Généralement les gens rigolent, vous laissent tranquille, se prennent en photo seuls dans la salle – pour je ne sais pas bien quelle raison, pour se prouver qu’ils étaient là.

Je ne suis pas sur Instagram, ni sur Twitter. Mais plein d’amis y sont, alors je regarde de temps en temps, en voyeur.

Il y a des choses très rigolotes, légères, jolies, mais la plupart du temps c’est assez embarrassant. Toujours eu envie de lire ce qu’aurait écrit Bourdieu sur le phénomène Instagram. Des gens qui se prennent en photo, tout le temps, avec un téléphone, pour se prouver qu’ils sont vivants, qu’ils sont bandants, qu’ils ont une existence fantastique, qu’ils mangent une nourriture fantastique, qu’ils vont dans des endroits fantastiques, et qu’ils ont des enfants si beaux.

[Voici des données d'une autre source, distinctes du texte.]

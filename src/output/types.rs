//! Result model for a crawl run
//!
//! Everything here is plain data: the coordinator builds it, callers serialize it.

use crate::output::edges::{build_link_edges, LinkEdge};
use chrono::{DateTime, Utc};
use serde::{Deserialize, Serialize};
use std::collections::BTreeMap;
use std::fmt;

/// A link found on a page
#[derive(Debug, Clone, PartialEq, Eq, Serialize, Deserialize)]
pub struct OutgoingLink {
    /// Normalized absolute target URL
    pub url: String,

    /// Trimmed anchor text; None when the anchor has no text
    pub anchor_text: Option<String>,
}

/// Everything extracted from one successfully fetched page
#[derive(Debug, Clone, PartialEq, Serialize, Deserialize)]
pub struct PageRecord {
    /// Normalized URL the page was requested as
    pub url: String,
    pub url_fingerprint: String,

    /// URL after redirects, as reported by the fetch strategy
    pub final_url: String,
    pub canonical_url: Option<String>,
    pub status_code: u16,
    pub content_type: Option<String>,

    pub title: Option<String>,
    pub meta_description: Option<String>,
    pub meta_keywords: Option<String>,
    pub h1: Option<String>,

    /// Visible text with script/style content removed and whitespace collapsed
    pub text_content: String,
    pub content_fingerprint: String,
    pub word_count: usize,

    /// ISO 639-1 code, or "unknown"
    pub language: String,

    /// hreflang value -> alternate URL
    pub hreflang: BTreeMap<String, String>,

    /// Link distance from the start URL
    pub depth: u32,

    /// Same-site links, deduplicated by target, in document order
    pub links: Vec<OutgoingLink>,

    /// Cross-site links; recorded but never fetched
    pub external_links: Vec<OutgoingLink>,

    /// Base64 PNG, rendered mode only
    #[serde(skip_serializing_if = "Option::is_none")]
    pub screenshot: Option<String>,

    /// Serialized DOM after scripts ran, rendered mode only
    #[serde(skip_serializing_if = "Option::is_none")]
    pub rendered_html: Option<String>,

    /// Uncaught exceptions and console errors seen while rendering
    #[serde(default, skip_serializing_if = "Vec::is_empty")]
    pub js_errors: Vec<String>,

    pub elapsed_ms: u64,
    pub fetched_at: DateTime<Utc>,
}

/// Coarse classification of a per-page failure
#[derive(Debug, Clone, Copy, PartialEq, Eq, Hash, Serialize, Deserialize)]
#[serde(rename_all = "snake_case")]
pub enum ErrorClass {
    UrlFiltered,
    FetchTimeout,
    FetchConnection,
    FetchHttp,
    Render,
    Extraction,
    Internal,
}

impl ErrorClass {
    pub fn as_str(&self) -> &'static str {
        match self {
            Self::UrlFiltered => "url_filtered",
            Self::FetchTimeout => "fetch_timeout",
            Self::FetchConnection => "fetch_connection",
            Self::FetchHttp => "fetch_http",
            Self::Render => "render",
            Self::Extraction => "extraction",
            Self::Internal => "internal",
        }
    }
}

impl fmt::Display for ErrorClass {
    fn fmt(&self, f: &mut fmt::Formatter<'_>) -> fmt::Result {
        f.write_str(self.as_str())
    }
}

/// One failed page; the list of these is append-only for a run
#[derive(Debug, Clone, PartialEq, Serialize, Deserialize)]
pub struct CrawlError {
    pub url: String,
    pub depth: u32,
    pub class: ErrorClass,
    pub message: String,
    pub attempts: u32,
    pub timestamp: DateTime<Utc>,
}

impl CrawlError {
    pub fn new(url: impl Into<String>, depth: u32, class: ErrorClass, message: impl Into<String>) -> Self {
        Self {
            url: url.into(),
            depth,
            class,
            message: message.into(),
            attempts: 0,
            timestamp: Utc::now(),
        }
    }

    pub fn with_attempts(mut self, attempts: u32) -> Self {
        self.attempts = attempts;
        self
    }
}

/// Why the traversal loop stopped
#[derive(Debug, Clone, Copy, PartialEq, Eq, Default, Serialize, Deserialize)]
#[serde(rename_all = "snake_case")]
pub enum Termination {
    /// Frontier empty and nothing in flight
    #[default]
    Drained,

    /// `max_pages` records committed
    PageLimit,

    /// Cancellation observed
    Cancelled,
}

/// Aggregate output of one run
#[derive(Debug, Clone, Serialize, Deserialize)]
pub struct CrawlResult {
    pub pages: Vec<PageRecord>,
    pub total_discovered: usize,
    pub total_crawled: usize,
    pub total_failed: usize,
    pub errors: Vec<CrawlError>,
    pub started_at: DateTime<Utc>,
    pub finished_at: DateTime<Utc>,
    pub termination: Termination,
}

impl CrawlResult {
    /// An empty result for a run that never got going
    pub fn empty(started_at: DateTime<Utc>) -> Self {
        Self {
            pages: Vec::new(),
            total_discovered: 0,
            total_crawled: 0,
            total_failed: 0,
            errors: Vec::new(),
            started_at,
            finished_at: Utc::now(),
            termination: Termination::Drained,
        }
    }

    /// Total number of links (internal and external) across all pages
    pub fn links_found(&self) -> usize {
        self.pages
            .iter()
            .map(|p| p.links.len() + p.external_links.len())
            .sum()
    }

    /// Derives the link graph edges for this run's pages
    pub fn link_edges(&self) -> Vec<LinkEdge> {
        build_link_edges(&self.pages)
    }

    pub fn page(&self, url: &str) -> Option<&PageRecord> {
        self.pages.iter().find(|p| p.url == url)
    }
}


#[cfg(test)]
mod tests {
    use super::test_support::page_record;
    use super::*;

    #[test]
    fn test_links_found_counts_internal_and_external() {
        let mut page = page_record("https://example.com/", 0, &["https://example.com/a"]);
        page.external_links.push(OutgoingLink {
            url: "https://other.org/".to_string(),
            anchor_text: Some("Other".to_string()),
        });

        let mut result = CrawlResult::empty(Utc::now());
        result.pages.push(page);
        assert_eq!(result.links_found(), 2);
    }

    #[test]
    fn test_crawl_error_attempts() {
        let error = CrawlError::new("https://example.com/", 0, ErrorClass::FetchHttp, "HTTP 500")
            .with_attempts(3);
        assert_eq!(error.attempts, 3);
        assert_eq!(error.class.to_string(), "fetch_http");
    }

    #[test]
    fn test_optional_fields_skipped_in_json() {
        let page = page_record("https://example.com/", 0, &[]);
        let json = serde_json::to_value(&page).unwrap();
        assert!(json.get("screenshot").is_none());
        assert!(json.get("rendered_html").is_none());
        assert!(json.get("js_errors").is_none());
        assert_eq!(json["language"], "unknown");
    }
}
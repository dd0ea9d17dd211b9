//! Markdown summary generation
//!
//! Renders a human-readable report of one run: job status, counters, depth
//! breakdown, language mix, and the failed pages.

use crate::output::{CrawlResult, EdgeKind};
use crate::state::JobStatusSnapshot;
use std::collections::BTreeMap;
use std::fs::File;
use std::io::Write;
use std::path::Path;

/// Writes the markdown summary for a run to `output_path`
pub fn generate_markdown_summary(
    snapshot: &JobStatusSnapshot,
    result: &CrawlResult,
    output_path: &Path,
) -> std::io::Result<()> {
    let markdown = format_markdown_summary(snapshot, result);

    let mut file = File::create(output_path)?;
    file.write_all(markdown.as_bytes())?;

    Ok(())
}

/// Formats the summary for a run as markdown
pub fn format_markdown_summary(snapshot: &JobStatusSnapshot, result: &CrawlResult) -> String {
    let mut md = String::new();

    md.push_str("# Crawl Summary\n\n");

    md.push_str("## Run Information\n\n");
    md.push_str(&format!("- **Status**: {}\n", snapshot.status));
    md.push_str(&format!("- **Started**: {}\n", result.started_at.to_rfc3339()));
    md.push_str(&format!("- **Finished**: {}\n", result.finished_at.to_rfc3339()));
    if let Some(duration) = snapshot.duration_seconds {
        md.push_str(&format!("- **Duration**: {:.1} seconds\n", duration));
    }
    md.push_str(&format!("- **Stopped Because**: {:?}\n", result.termination));
    if let Some(message) = &snapshot.error_message {
        md.push_str(&format!("- **Error**: {}\n", message));
    }
    md.push('\n');

    md.push_str("## Overall Statistics\n\n");
    md.push_str(&format!("- **Pages Discovered**: {}\n", result.total_discovered));
    md.push_str(&format!("- **Pages Crawled**: {}\n", result.total_crawled));
    md.push_str(&format!("- **Pages Failed**: {}\n", result.total_failed));
    md.push_str(&format!("- **Links Found**: {}\n", result.links_found()));

    let edges = result.link_edges();
    let count_kind = |kind: EdgeKind| edges.iter().filter(|e| e.kind == kind).count();
    md.push_str(&format!(
        "- **Link Edges**: {} internal, {} external, {} unresolved\n\n",
        count_kind(EdgeKind::Internal),
        count_kind(EdgeKind::External),
        count_kind(EdgeKind::Unresolved)
    ));

    if !result.pages.is_empty() {
        let mut depths: BTreeMap<u32, usize> = BTreeMap::new();
        let mut languages: BTreeMap<&str, usize> = BTreeMap::new();
        for page in &result.pages {
            *depths.entry(page.depth).or_default() += 1;
            *languages.entry(page.language.as_str()).or_default() += 1;
        }

        md.push_str("## Depth Breakdown\n\n");
        md.push_str("| Depth | Pages |\n");
        md.push_str("|-------|-------|\n");
        for (depth, count) in &depths {
            md.push_str(&format!("| {} | {} |\n", depth, count));
        }
        md.push('\n');

        md.push_str("## Languages\n\n");
        md.push_str("| Language | Pages |\n");
        md.push_str("|----------|-------|\n");
        for (language, count) in &languages {
            md.push_str(&format!("| {} | {} |\n", language, count));
        }
        md.push('\n');

        let missing_titles = result.pages.iter().filter(|p| p.title.is_none()).count();
        let missing_descriptions = result
            .pages
            .iter()
            .filter(|p| p.meta_description.is_none())
            .count();
        md.push_str("## On-Page Gaps\n\n");
        md.push_str(&format!("- **Missing Title**: {}\n", missing_titles));
        md.push_str(&format!(
            "- **Missing Meta Description**: {}\n\n",
            missing_descriptions
        ));
    }

    if !result.errors.is_empty() {
        md.push_str("## Failed Pages\n\n");
        md.push_str("| URL | Depth | Class | Attempts | Message |\n");
        md.push_str("|-----|-------|-------|----------|---------|\n");
        for error in &result.errors {
            md.push_str(&format!(
                "| {} | {} | {} | {} | {} |\n",
                error.url,
                error.depth,
                error.class,
                error.attempts,
                error.message.replace('|', "\\|")
            ));
        }
        md.push('\n');
    }

    md
}
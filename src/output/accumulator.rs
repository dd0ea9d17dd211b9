use crate::output::{CrawlError, PageRecord};
use std::collections::HashMap;

/// Single-owner store for the records and errors of one run
///
/// Only the coordinator holds one of these; workers hand their results back
/// instead of writing here directly.
#[derive(Debug, Default)]
pub struct ResultAccumulator {
    pages: Vec<PageRecord>,
    index: HashMap<String, usize>,
    errors: Vec<CrawlError>,
}

impl ResultAccumulator {
    pub fn new() -> Self {
        Self::default()
    }

    /// Stores a page record keyed by its URL fingerprint
    ///
    /// A second record with the same fingerprint replaces the first in place.
    /// Returns true if the fingerprint was new.
    pub fn upsert(&mut self, record: PageRecord) -> bool {
        match self.index.get(&record.url_fingerprint) {
            Some(&position) => {
                self.pages[position] = record;
                false
            }
            None => {
                self.index
                    .insert(record.url_fingerprint.clone(), self.pages.len());
                self.pages.push(record);
                true
            }
        }
    }

    pub fn push_error(&mut self, error: CrawlError) {
        self.errors.push(error);
    }

    pub fn page_count(&self) -> usize {
        self.pages.len()
    }

    pub fn error_count(&self) -> usize {
        self.errors.len()
    }

    /// Running total of internal and external links over committed pages
    pub fn links_found(&self) -> usize {
        self.pages
            .iter()
            .map(|p| p.links.len() + p.external_links.len())
            .sum()
    }

    pub fn into_parts(self) -> (Vec<PageRecord>, Vec<CrawlError>) {
        (self.pages, self.errors)
    }
}
//! Batch runner: plays many games with one roster and aggregates results.

use serde::{Deserialize, Serialize};

use crate::core::{GameConfig, GameRng};
use crate::rules::{Game, GameError, Roster};

use super::results::EvaluationResults;

/// Configuration for an evaluation batch.
#[derive(Clone, Debug, PartialEq, Eq, Serialize, Deserialize)]
pub struct EvaluationConfig {
    /// Number of games to play.
    pub repetitions: u32,

    /// Batch seed. Every game's seed is forked from it, so one seed
    /// reproduces the whole batch. `None` draws one from OS entropy.
    pub seed: Option<u64>,

    /// Shuffle seat order at the start of every game.
    pub shuffle_players: bool,

    /// Give every game a fresh copy of the strategies instead of letting
    /// their state carry over from game to game.
    pub isolate_repetitions: bool,

    /// Per-game move cap, see [`GameConfig::max_moves`].
    pub max_moves: Option<u32>,
}

impl Default for EvaluationConfig {
    fn default() -> Self {
        Self {
            repetitions: 100,
            seed: None,
            shuffle_players: true,
            isolate_repetitions: false,
            max_moves: None,
        }
    }
}

impl EvaluationConfig {
    /// Create a new evaluation config.
    pub fn new() -> Self {
        Self::default()
    }

    /// Set the number of games.
    #[must_use]
    pub fn with_repetitions(mut self, repetitions: u32) -> Self {
        self.repetitions = repetitions;
        self
    }

    /// Set the batch seed.
    #[must_use]
    pub fn with_seed(mut self, seed: u64) -> Self {
        self.seed = Some(seed);
        self
    }

    /// Enable or disable seat shuffling.
    #[must_use]
    pub fn with_shuffle(mut self, shuffle: bool) -> Self {
        self.shuffle_players = shuffle;
        self
    }

    /// Enable or disable per-game strategy copies.
    #[must_use]
    pub fn with_isolation(mut self, isolate: bool) -> Self {
        self.isolate_repetitions = isolate;
        self
    }

    /// Set the per-game move cap.
    #[must_use]
    pub fn with_max_moves(mut self, max: u32) -> Self {
        self.max_moves = Some(max);
        self
    }
}

/// Plays a batch of games.
///
/// The caller's roster is never touched: [`Evaluation::run`] copies it on
/// entry and calls `on_init` on the copies once. The copies are then shared
/// by every game (their state persists between games) unless
/// [`EvaluationConfig::isolate_repetitions`] is set.
///
/// ## Example
///
/// ```
/// use maexchen::evaluation::{Evaluation, EvaluationConfig};
/// use maexchen::rules::Roster;
/// use maexchen::strategy::{Dummy, Threshold};
///
/// let mut roster = Roster::new();
/// roster.push(Box::new(Dummy::new()));
/// roster.push(Box::new(Threshold::new()));
///
/// let config = EvaluationConfig::new().with_repetitions(20).with_seed(1);
/// let mut evaluation = Evaluation::new(roster, config);
/// let results = evaluation.run().unwrap();
///
/// assert_eq!(results.repetitions(), 20);
/// assert_eq!(results.total_wins() + results.aborted(), 20);
/// ```
#[derive(Debug)]
pub struct Evaluation {
    roster: Roster,
    config: EvaluationConfig,
    played: Option<Roster>,
}

impl Evaluation {
    #[must_use]
    pub fn new(roster: Roster, config: EvaluationConfig) -> Self {
        Self {
            roster,
            config,
            played: None,
        }
    }

    #[must_use]
    pub fn config(&self) -> &EvaluationConfig {
        &self.config
    }

    /// The roster as handed in.
    #[must_use]
    pub fn roster(&self) -> &Roster {
        &self.roster
    }

    /// The strategies as they left the last run.
    #[must_use]
    pub fn played(&self) -> Option<&Roster> {
        self.played.as_ref()
    }

    /// Play the batch.
    pub fn run(&mut self) -> Result<EvaluationResults, GameError> {
        self.run_with_progress(|_, _| {})
    }

    /// Play the batch, calling `progress(done, total)` after every game.
    ///
    /// Fails with [`GameError::TooFewPlayers`] before playing anything if the
    /// roster has fewer than two seats.
    pub fn run_with_progress<F>(&mut self, mut progress: F) -> Result<EvaluationResults, GameError>
    where
        F: FnMut(u32, u32),
    {
        let count = self.roster.len();
        if count < 2 {
            return Err(GameError::TooFewPlayers { count });
        }

        let total = self.config.repetitions;
        let mut batch_rng = self.config.seed.map_or_else(GameRng::from_entropy, GameRng::new);
        log::info!(
            "Evaluating {} players over {} games (seed {})",
            count,
            total,
            batch_rng.seed()
        );

        let mut snapshot = self.roster.duplicate();
        snapshot.init_strategies();
        let mut results = EvaluationResults::new(&snapshot.entries());
        let mut last: Option<Roster> = None;

        for done in 1..=total {
            let roster = match last.take() {
                Some(roster) if !self.config.isolate_repetitions => roster,
                _ => snapshot.duplicate(),
            };
            let game_config = GameConfig {
                seed: Some(batch_rng.fork().seed()),
                shuffle_players: self.config.shuffle_players,
                max_moves: self.config.max_moves,
            };

            let mut game = Game::new(roster, game_config);
            if let Err(e) = game.run() {
                log::warn!("Game {} of {} failed: {}", done, total, e);
            }
            results.record(game.log(), game.move_count());

            last = Some(game.into_roster());
            progress(done, total);
        }

        self.played = Some(last.unwrap_or(snapshot));
        log::info!(
            "Evaluation done: {} games, {} aborted",
            results.repetitions(),
            results.aborted()
        );
        Ok(results)
    }
}

#[cfg(test)]
mod tests {
    use super::*;
    use crate::strategy::{Dummy, RandomStrategy};

    fn roster(n: usize) -> Roster {
        (0..n)
            .map(|_| Box::new(RandomStrategy::new()) as Box<dyn crate::strategy::Strategy>)
            .collect()
    }

    #[test]
    fn test_too_few_players_fails_up_front() {
        let mut evaluation = Evaluation::new(roster(1), EvaluationConfig::new().with_seed(0));
        let mut calls = 0;
        let result = evaluation.run_with_progress(|_, _| calls += 1);
        assert_eq!(result, Err(GameError::TooFewPlayers { count: 1 }));
        assert_eq!(calls, 0);
        assert!(evaluation.played().is_none());
    }

    #[test]
    fn test_every_game_has_one_winner() {
        let config = EvaluationConfig::new().with_repetitions(200).with_seed(42);
        let results = Evaluation::new(roster(3), config).run().unwrap();
        assert_eq!(results.repetitions(), 200);
        assert_eq!(results.aborted(), 0);
        assert_eq!(results.total_wins(), 200);
    }

    #[test]
    fn test_progress_reports_each_game() {
        let config = EvaluationConfig::new().with_repetitions(5).with_seed(1);
        let mut seen = Vec::new();
        Evaluation::new(roster(2), config)
            .run_with_progress(|done, total| seen.push((done, total)))
            .unwrap();
        assert_eq!(seen, vec![(1, 5), (2, 5), (3, 5), (4, 5), (5, 5)]);
    }

    #[test]
    fn test_batch_is_reproducible() {
        let config = EvaluationConfig::new().with_repetitions(50).with_seed(99);
        let a = Evaluation::new(roster(4), config.clone()).run().unwrap();
        let b = Evaluation::new(roster(4), config).run().unwrap();
        assert_eq!(a, b);
    }

    #[test]
    fn test_zero_repetitions() {
        let mut dummies = Roster::new();
        dummies.push(Box::new(Dummy::new()));
        dummies.push(Box::new(Dummy::new()));
        let results = Evaluation::new(dummies, EvaluationConfig::new().with_repetitions(0))
            .run()
            .unwrap();
        assert_eq!(results.repetitions(), 0);
        assert_eq!(results.win_rate(crate::core::PlayerId(0)), 0.0);
    }
}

Je n’ai rien contre l’exhibitionnisme, j’aime même plutôt bien ça, je trouve ça émouvant – ou excitant si c’est un jeu. Mais dans le métier que j’exerce cela a pris un tour vraiment très ennuyeux. Pour les comédiens, par exemple. En France, aujourd’hui, il faut quand même savoir que les producteurs s’intéressent au nombre de followers des acteurs et des actrices sur Instagram. C’est devenu un critère, quasi de sélection. Evidemment pour ça que tous les acteurs y sont – même Isabelle Huppert. Ils n’ont pas le choix, en fait. Cela fait partie du système, des gens peuvent gérer ça pour eux mais la plupart le font eux-mêmes.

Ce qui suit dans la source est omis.